THE TASK: All entries below are to be retyped in full, precisely as they appear.

LISTED RECORDS:

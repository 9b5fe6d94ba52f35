use crate::recognizer::{ResponseStream, SpeechRecognizer};
use async_trait::async_trait;
use std::sync::atomic::{AtomicUsize, Ordering};
use std::sync::Arc;
use tokio::sync::mpsc;
use voxbridge_core::{
    AsrError, AudioChunk, RecognitionConfig, RecognitionResult, StreamingRecognitionConfig,
};

const DEFAULT_LISTEN_MS: u64 = 5000;

/// Recognizer that hears nothing.
///
/// Streaming sessions swallow up to `listen_ms` of audio and then end
/// without a result, so a server without cloud credentials still answers
/// `no speech detected` instead of hanging on a live microphone.
pub struct NullRecognizer {
    listen_ms: u64,
    feed_count: Arc<AtomicUsize>,
}

impl NullRecognizer {
    pub fn new() -> Self {
        Self {
            listen_ms: DEFAULT_LISTEN_MS,
            feed_count: Arc::new(AtomicUsize::new(0)),
        }
    }

    /// Audio chunks consumed across all sessions.
    pub fn feed_count(&self) -> usize {
        self.feed_count.load(Ordering::Relaxed)
    }
}

impl Default for NullRecognizer {
    fn default() -> Self {
        Self::new()
    }
}

#[async_trait]
impl SpeechRecognizer for NullRecognizer {
    fn name(&self) -> &str {
        "null"
    }

    async fn initialize(&mut self, config: toml::Value) -> Result<(), AsrError> {
        if let Some(ms) = config.get("listen_ms").and_then(|v| v.as_integer()) {
            let ms = u64::try_from(ms).map_err(|_| {
                AsrError::InitializationFailed("'listen_ms' must not be negative".to_string())
            })?;
            self.listen_ms = ms;
        }
        Ok(())
    }

    async fn streaming_recognize(
        &self,
        config: StreamingRecognitionConfig,
        mut audio: mpsc::Receiver<AudioChunk>,
    ) -> Result<ResponseStream, AsrError> {
        let (tx, rx) = mpsc::channel(1);
        let bytes_per_ms = u64::from(config.config.sample_rate_hertz) * 2 / 1000;
        let budget = self.listen_ms * bytes_per_ms.max(1);
        let feed_count = Arc::clone(&self.feed_count);

        tokio::spawn(async move {
            let mut heard = 0u64;
            while heard < budget {
                let Some(chunk) = audio.recv().await else {
                    break;
                };
                heard += chunk.data.len() as u64;
                feed_count.fetch_add(1, Ordering::Relaxed);
            }
            tracing::trace!(bytes = heard, "NullRecognizer session finished");
            drop(tx);
        });

        Ok(rx)
    }

    async fn recognize(
        &self,
        _config: &RecognitionConfig,
        _audio: Vec<u8>,
    ) -> Result<Vec<RecognitionResult>, AsrError> {
        Ok(Vec::new())
    }

    async fn shutdown(&self) -> Result<(), AsrError> {
        Ok(())
    }
}
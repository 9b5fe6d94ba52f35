use thiserror::Error;

#[derive(Debug, Error)]
pub enum ConfigError {
    #[error("failed to read config file: {0}")]
    FileRead(#[from] std::io::Error),

    #[error("failed to parse TOML: {0}")]
    TomlParse(#[from] toml::de::Error),

    #[error("environment variable not found: {0}")]
    EnvVarNotFound(String),
}

#[derive(Debug, Error)]
pub enum AudioError {
    #[error("device not found: {0}")]
    DeviceNotFound(String),

    #[error("failed to enumerate devices: {0}")]
    DeviceEnumeration(String),

    #[error("failed to build stream: {0}")]
    StreamBuild(String),

    #[error("stream error: {0}")]
    StreamError(String),

    #[error("capture stream already consumed")]
    StreamConsumed,
}

#[derive(Debug, Error)]
pub enum AsrError {
    #[error("ASR initialization failed: {0}")]
    InitializationFailed(String),

    #[error("ASR request failed: {0}")]
    RequestFailed(String),

    #[error("ASR response invalid: {0}")]
    InvalidResponse(String),

    #[error("ASR engine not found: {0}")]
    EngineNotFound(String),
}

#[derive(Debug, Error)]
pub enum TranslateError {
    #[error("{0}")]
    InvalidInput(String),

    #[error("translator initialization failed: {0}")]
    InitializationFailed(String),

    #[error("translation request failed: {0}")]
    RequestFailed(String),

    #[error("translation response invalid: {0}")]
    InvalidResponse(String),

    #[error("translator not found: {0}")]
    NotFound(String),
}

/// Failure of a capture -> recognize -> translate run.
#[derive(Debug, Error)]
pub enum PipelineError {
    #[error(transparent)]
    Audio(#[from] AudioError),

    #[error(transparent)]
    Asr(#[from] AsrError),

    #[error(transparent)]
    Translate(#[from] TranslateError),

    #[error("failed to stage recording: {0}")]
    Recording(#[from] std::io::Error),
}
use crate::translator::Translator;
use async_trait::async_trait;
use std::sync::atomic::{AtomicUsize, Ordering};
use voxbridge_core::{TranslateError, Translation};

/// Identity translator: hands the input back unchanged.
pub struct PassthroughTranslator {
    call_count: AtomicUsize,
}

impl PassthroughTranslator {
    pub fn new() -> Self {
        Self {
            call_count: AtomicUsize::new(0),
        }
    }

    pub fn call_count(&self) -> usize {
        self.call_count.load(Ordering::Relaxed)
    }
}

impl Default for PassthroughTranslator {
    fn default() -> Self {
        Self::new()
    }
}

#[async_trait]
impl Translator for PassthroughTranslator {
    fn name(&self) -> &str {
        "passthrough"
    }

    async fn initialize(&mut self, _config: toml::Value) -> Result<(), TranslateError> {
        Ok(())
    }

    async fn translate(
        &self,
        text: &str,
        _target: &str,
        source: Option<&str>,
    ) -> Result<Translation, TranslateError> {
        self.call_count.fetch_add(1, Ordering::Relaxed);
        Ok(Translation {
            translated_text: text.to_string(),
            detected_source_language: source.map(str::to_string),
        })
    }
}
use cpal::traits::{DeviceTrait, HostTrait};
use cpal::{Device, Host};
use voxbridge_core::AudioError;

pub struct DeviceManager {
    host: Host,
}

impl DeviceManager {
    pub fn new() -> Self {
        Self {
            host: cpal::default_host(),
        }
    }

    pub fn list_input_devices(&self) -> Result<Vec<(String, Device)>, AudioError> {
        let devices = self
            .host
            .input_devices()
            .map_err(|e| AudioError::DeviceEnumeration(e.to_string()))?;

        let mut result = Vec::new();
        for device in devices {
            let name = device.name().unwrap_or_else(|_| "unknown".to_string());
            result.push((name, device));
        }
        Ok(result)
    }

    /// Look up an input device by name; `"default"` selects the host default.
    pub fn get_input_device(&self, name: &str) -> Result<Device, AudioError> {
        if name == "default" {
            return self
                .host
                .default_input_device()
                .ok_or_else(|| AudioError::DeviceNotFound("no default input device".to_string()));
        }

        let devices = self.list_input_devices()?;
        for (dev_name, device) in devices {
            if dev_name == name {
                return Ok(device);
            }
        }
        Err(AudioError::DeviceNotFound(format!(
            "input device not found: {}",
            name
        )))
    }
}

impl Default for DeviceManager {
    fn default() -> Self {
        Self::new()
    }
}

SOLVED PROBLEM:
repository 9b5fe6d94ba52f35
use crate::recognizer::{ResponseStream, SpeechRecognizer};
use async_trait::async_trait;
use std::sync::atomic::{AtomicUsize, Ordering};
use std::sync::Arc;
use tokio::sync::mpsc;
use voxbridge_core::{
    AsrError, AudioChunk, RecognitionConfig, RecognitionResult, StreamingRecognitionConfig,
};

const DEFAULT_LISTEN_MS: u64 = 5000;

/// Recognizer that hears nothing.
///
/// Streaming sessions swallow up to `listen_ms` of audio and then end
/// without a result, so a server without cloud credentials still answers
/// `no speech detected` instead of hanging on a live microphone.
pub struct NullRecognizer {
    listen_ms: u64,
    feed_count: Arc<AtomicUsize>,
}

impl NullRecognizer {
    pub fn new() -> Self {
        Self {
            listen_ms: DEFAULT_LISTEN_MS,
            feed_count: Arc::new(AtomicUsize::new(0)),
        }
    }

    /// Audio chunks consumed across all sessions.
    pub fn feed_count(&self) -> usize {
        self.feed_count.load(Ordering::Relaxed)
    }
}

impl Default for NullRecognizer {
    fn default() -> Self {
        Self::new()
    }
}

#[async_trait]
impl SpeechRecognizer for NullRecognizer {
    fn name(&self) -> &str {
        "null"
    }

    async fn initialize(&mut self, config: toml::Value) -> Result<(), AsrError> {
        if let Some(ms) = config.get("listen_ms").and_then(|v| v.as_integer()) {
            let ms = u64::try_from(ms).map_err(|_| {
                AsrError::InitializationFailed("'listen_ms' must not be negative".to_string())
            })?;
            self.listen_ms = ms;
        }
        Ok(())
    }

    async fn streaming_recognize(
        &self,
        config: StreamingRecognitionConfig,
        mut audio: mpsc::Receiver<AudioChunk>,
    ) -> Result<ResponseStream, AsrError> {
        let (tx, rx) = mpsc::channel(1);
        let bytes_per_ms = u64::from(config.config.sample_rate_hertz) * 2 / 1000;
        let budget = self.listen_ms * bytes_per_ms.max(1);
        let feed_count = Arc::clone(&self.feed_count);

        tokio::spawn(async move {
            let mut heard = 0u64;
            while heard < budget {
                let Some(chunk) = audio.recv().await else {
                    break;
                };
                heard += chunk.data.len() as u64;
                feed_count.fetch_add(1, Ordering::Relaxed);
            }
            tracing::trace!(bytes = heard, "NullRecognizer session finished");
            drop(tx);
        });

        Ok(rx)
    }

    async fn recognize(
        &self,
        _config: &RecognitionConfig,
        _audio: Vec<u8>,
    ) -> Result<Vec<RecognitionResult>, AsrError> {
        Ok(Vec::new())
    }

    async fn shutdown(&self) -> Result<(), AsrError> {
        Ok(())
    }
}
repository 9b5fe6d94ba52f35
use thiserror::Error;

#[derive(Debug, Error)]
pub enum ConfigError {
    #[error("failed to read config file: {0}")]
    FileRead(#[from] std::io::Error),

    #[error("failed to parse TOML: {0}")]
    TomlParse(#[from] toml::de::Error),

    #[error("environment variable not found: {0}")]
    EnvVarNotFound(String),
}

#[derive(Debug, Error)]
pub enum AudioError {
    #[error("device not found: {0}")]
    DeviceNotFound(String),

    #[error("failed to enumerate devices: {0}")]
    DeviceEnumeration(String),

    #[error("failed to build stream: {0}")]
    StreamBuild(String),

    #[error("stream error: {0}")]
    StreamError(String),

    #[error("capture stream already consumed")]
    StreamConsumed,
}

#[derive(Debug, Error)]
pub enum AsrError {
    #[error("ASR initialization failed: {0}")]
    InitializationFailed(String),

    #[error("ASR request failed: {0}")]
    RequestFailed(String),

    #[error("ASR response invalid: {0}")]
    InvalidResponse(String),

    #[error("ASR engine not found: {0}")]
    EngineNotFound(String),
}

#[derive(Debug, Error)]
pub enum TranslateError {
    #[error("{0}")]
    InvalidInput(String),

    #[error("translator initialization failed: {0}")]
    InitializationFailed(String),

    #[error("translation request failed: {0}")]
    RequestFailed(String),

    #[error("translation response invalid: {0}")]
    InvalidResponse(String),

    #[error("translator not found: {0}")]
    NotFound(String),
}

/// Failure of a capture -> recognize -> translate run.
#[derive(Debug, Error)]
pub enum PipelineError {
    #[error(transparent)]
    Audio(#[from] AudioError),

    #[error(transparent)]
    Asr(#[from] AsrError),

    #[error(transparent)]
    Translate(#[from] TranslateError),

    #[error("failed to stage recording: {0}")]
    Recording(#[from] std::io::Error),
}
use crate::translator::Translator;
use async_trait::async_trait;
use std::sync::atomic::{AtomicUsize, Ordering};
use voxbridge_core::{TranslateError, Translation};

/// Identity translator: hands the input back unchanged.
pub struct PassthroughTranslator {
    call_count: AtomicUsize,
}

impl PassthroughTranslator {
    pub fn new() -> Self {
        Self {
            call_count: AtomicUsize::new(0),
        }
    }

    pub fn call_count(&self) -> usize {
        self.call_count.load(Ordering::Relaxed)
    }
}

impl Default for PassthroughTranslator {
    fn default() -> Self {
        Self::new()
    }
}

#[async_trait]
impl Translator for PassthroughTranslator {
    fn name(&self) -> &str {
        "passthrough"
    }

    async fn initialize(&mut self, _config: toml::Value) -> Result<(), TranslateError> {
        Ok(())
    }

    async fn translate(
        &self,
        text: &str,
        _target: &str,
        source: Option<&str>,
    ) -> Result<Translation, TranslateError> {
        self.call_count.fetch_add(1, Ordering::Relaxed);
        Ok(Translation {
            translated_text: text.to_string(),
            detected_source_language: source.map(str::to_string),
        })
    }
}
use cpal::traits::{DeviceTrait, HostTrait};
use cpal::{Device, Host};
use voxbridge_core::AudioError;

pub struct DeviceManager {
    host: Host,
}

impl DeviceManager {
    pub fn new() -> Self {
        Self {
            host: cpal::default_host(),
        }
    }

    pub fn list_input_devices(&self) -> Result<Vec<(String, Device)>, AudioError> {
        let devices = self
            .host
            .input_devices()
            .map_err(|e| AudioError::DeviceEnumeration(e.to_string()))?;

        let mut result = Vec::new();
        for device in devices {
            let name = device.name().unwrap_or_else(|_| "unknown".to_string());
            result.push((name, device));
        }
        Ok(result)
    }

    /// Look up an input device by name; `"default"` selects the host default.
    pub fn get_input_device(&self, name: &str) -> Result<Device, AudioError> {
        if name == "default" {
            return self
                .host
                .default_input_device()
                .ok_or_else(|| AudioError::DeviceNotFound("no default input device".to_string()));
        }

        let devices = self.list_input_devices()?;
        for (dev_name, device) in devices {
            if dev_name == name {
                return Ok(device);
            }
        }
        Err(AudioError::DeviceNotFound(format!(
            "input device not found: {}",
            name
        )))
    }
}

impl Default for DeviceManager {
    fn default() -> Self {
        Self::new()
    }
}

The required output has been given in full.